This new 'etc-authors-mode' provides font-locking for displaying the
"etc/AUTHORS" file from the Emacs distribution, and not much else.

JSON

JSON number parsing is now stricter.
Numbers with a leading plus sign, leading zeros, or a missing integer
component are now rejected by 'json-read' and friends.  This makes
them more compliant with the JSON specification and consistent with
the native JSON parsing functions.
JSON functions support the semantics of RFC 8259.
The JSON functions 'json-serialize', 'json-insert',
'json-parse-string', and 'json-parse-buffer' now implement some of the
semantics of RFC 8259 instead of the earlier RFC 4627.  In particular,
these functions now accept top-level JSON values that are neither
arrays nor objects.
Some JSON encoding functions are now obsolete.
The functions 'json-encode-number', 'json-encode-hash-table',
'json-encode-key', and 'json-encode-list' are now obsolete.
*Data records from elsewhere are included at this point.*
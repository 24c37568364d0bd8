//! Default watcher actions file.
//!
//! The file holds a single JSON object whose entries are merged into the
//! `actions` of every watcher uploaded by the sidecar. It is read once at
//! startup; a broken file is a configuration error, not something to skip.

use std::path::Path;

use serde_json::{Map, Value};
use tracing::info;

use super::error::ConfigError;

/// Action name to action definition, as found in the defaults file.
pub type DefaultActions = Map<String, Value>;

/// Load default watcher actions from `path`.
///
/// Returns an empty map when no path is configured.
///
/// # Errors
///
/// - [`ConfigError::DefaultActionsRead`] if the file cannot be read.
/// - [`ConfigError::DefaultActionsParse`] if the content is not valid JSON.
/// - [`ConfigError::DefaultActionsNotObject`] if the JSON is not an object.
pub fn load_default_actions(path: Option<&Path>) -> Result<DefaultActions, ConfigError> {
    let Some(path) = path else {
        return Ok(DefaultActions::new());
    };

    info!(path = %path.display(), "Reading default watcher actions");

    let content = std::fs::read_to_string(path).map_err(|source| ConfigError::DefaultActionsRead {
        path: path.to_path_buf(),
        source,
    })?;

    let value: Value =
        serde_json::from_str(&content).map_err(|source| ConfigError::DefaultActionsParse {
            path: path.to_path_buf(),
            source,
        })?;

    match value {
        Value::Object(actions) => Ok(actions),
        _ => Err(ConfigError::DefaultActionsNotObject {
            path: path.to_path_buf(),
        }),
    }
}
//! Error type for the sync pipeline.
//!
//! None of these errors stop the watch loop. They are collected per event
//! in a [`crate::ReconcileReport`] and logged with the resource identity.

use sidecar_client::ClientError;
use thiserror::Error;

/// Result type alias for pipeline operations.
pub type Result<T> = std::result::Result<T, SyncError>;

/// Errors raised while turning one ConfigMap event into upstream writes.
#[derive(Error, Debug)]
pub enum SyncError {
    /// A data entry of the ConfigMap is not valid JSON.
    #[error("Invalid JSON in file '{file}': {source}")]
    InvalidPayload {
        file: String,
        #[source]
        source: serde_json::Error,
    },

    /// The batch no longer parsed after id substitution.
    #[error("Reference rewrite produced invalid JSON: {0}")]
    RewriteFailed(#[source] serde_json::Error),

    /// A watch had neither an `id` nor a `metadata.name` to derive one from.
    #[error("Watch has no 'id' property: {0}")]
    MissingRuleId(String),

    /// Deletion is not propagated upstream.
    #[error("Deleting objects from '{file}' is not implemented; upstream objects were left in place")]
    DeleteNotImplemented { file: String },

    /// An upstream call failed after transport retries.
    #[error("Upstream call failed: {0}")]
    Upstream(#[from] ClientError),

    /// The ConfigMap watch stream failed.
    #[error("Watch stream error: {0}")]
    Watch(String),
}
The first two are kept as aliases of 'json-encode', which should be
used instead.  Uses of 'json-encode-list' should be changed to call
one of 'json-encode', 'json-encode-alist', 'json-encode-plist', or
'json-encode-array' instead.
Native JSON functions now signal an error if libjansson is unavailable.
This affects 'json-serialize', 'json-insert', 'json-parse-string',
and 'json-parse-buffer'.  This can happen if Emacs was compiled with
libjansson, but the DLL cannot be found and/or loaded by Emacs at run
time.  Previously, Emacs would display a message and return nil in
these cases.

Edebug changes

Edebug is Emacs’s builtin elisp debugger.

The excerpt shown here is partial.